Virüs olayı hayatımızı olumsuz yönde etkilerken ister istemez her insan özeleştiri yolunu seçmek zorunda hissediyor kendisini. Herkesi kendisi ile  özeleştirisini yapmak üzere baş başa bırakarak Toplumsal özeleştirimizi de beraber yapmaya çalışalım bu durumda. Bir toplumun gelişmişlik derecesini günümüzde demokrasiye, adalete olan inancı ve kadının toplum içerisindeki yeri belirliyor. Kadının toplum içerisindeki yeri toplumun modernlik ölçüsünde çok önemli bir kıstas olarak görülüyor günümüzde.

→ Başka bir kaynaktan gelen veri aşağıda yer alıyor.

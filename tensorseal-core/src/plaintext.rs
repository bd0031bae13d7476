//! Zeroizing plaintext buffer.
//!
//! The decrypted model is short-lived by construction: it exists from the
//! end of the transform until the runtime handoff completes, then its
//! storage is overwritten with zeros before release.

use std::fmt;

use zeroize::Zeroizing;

/// An owned decrypted model buffer that zeroizes on Drop.
///
/// This type does not implement `Clone` to prevent plaintext duplication.
/// The handoff adapter borrows the bytes; it must not retain them past
/// teardown.
pub struct Plaintext(Zeroizing<Vec<u8>>);

impl Plaintext {
    /// Wrap an already-zeroizing buffer.
    pub(crate) fn new(data: Zeroizing<Vec<u8>>) -> Self {
        Self(data)
    }

    /// Get the plaintext bytes.
    pub fn as_bytes(&self) -> &[u8] {
        &self.0
    }

    /// Get buffer length in bytes.
    pub fn len(&self) -> usize {
        self.0.len()
    }

    /// Check if the buffer is empty.
    pub fn is_empty(&self) -> bool {
        self.0.is_empty()
    }
}

impl fmt::Debug for Plaintext {
    fn fmt(&self, f: &mut fmt::Formatter<'_>) -> fmt::Result {
        // Never print plaintext bytes
        f.debug_struct("Plaintext").field("len", &self.len()).finish()
    }
}

// Explicitly NOT implementing Clone to prevent plaintext duplication
// impl Clone for Plaintext { ... } // FORBIDDEN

Abraham LİNCOLN 1864 te demokrasi için “ halkın, halk tarafından, halk için yönetimi “ tanımlamasını yapmıştır ve bu tanımlama çok hoşuma gittiği için hep bunu kullanırım. Tanımlamalara çok girmeden demokrasinin, hukuğun ve kadının toplum içerisindeki yerinin neden önemli olduğunu güzel bir örnekle anlatmak isterim bu örnekleme sonucunda net bir şekilde olayları kafanızda canlandırmış olacaksınız. Teorik izahlardan uzak bir şekilde lütfen aşağıdaki mukayese üzerinde biraz düşünelim;

YIL   1980      İRAN'IN GSYH  MİKTARI                         94,4 MİLYAR $

YIL   1980      TÜRKİYE'NİN GSYH MİKTARI                68,8 MİLYAR $

İran Dünyadaki petrol rezervlerinin zenginliği bakımından 4.sırada (%10 pay) ve Doğalgaz rezervleri bakımından da 2.sırada (%17 pay) bulunmaktadır. Türkiye ise tam tersine her yıl 35-40 milyar $''lık petrol ve doğalgaz ithalatı yapmaktadır.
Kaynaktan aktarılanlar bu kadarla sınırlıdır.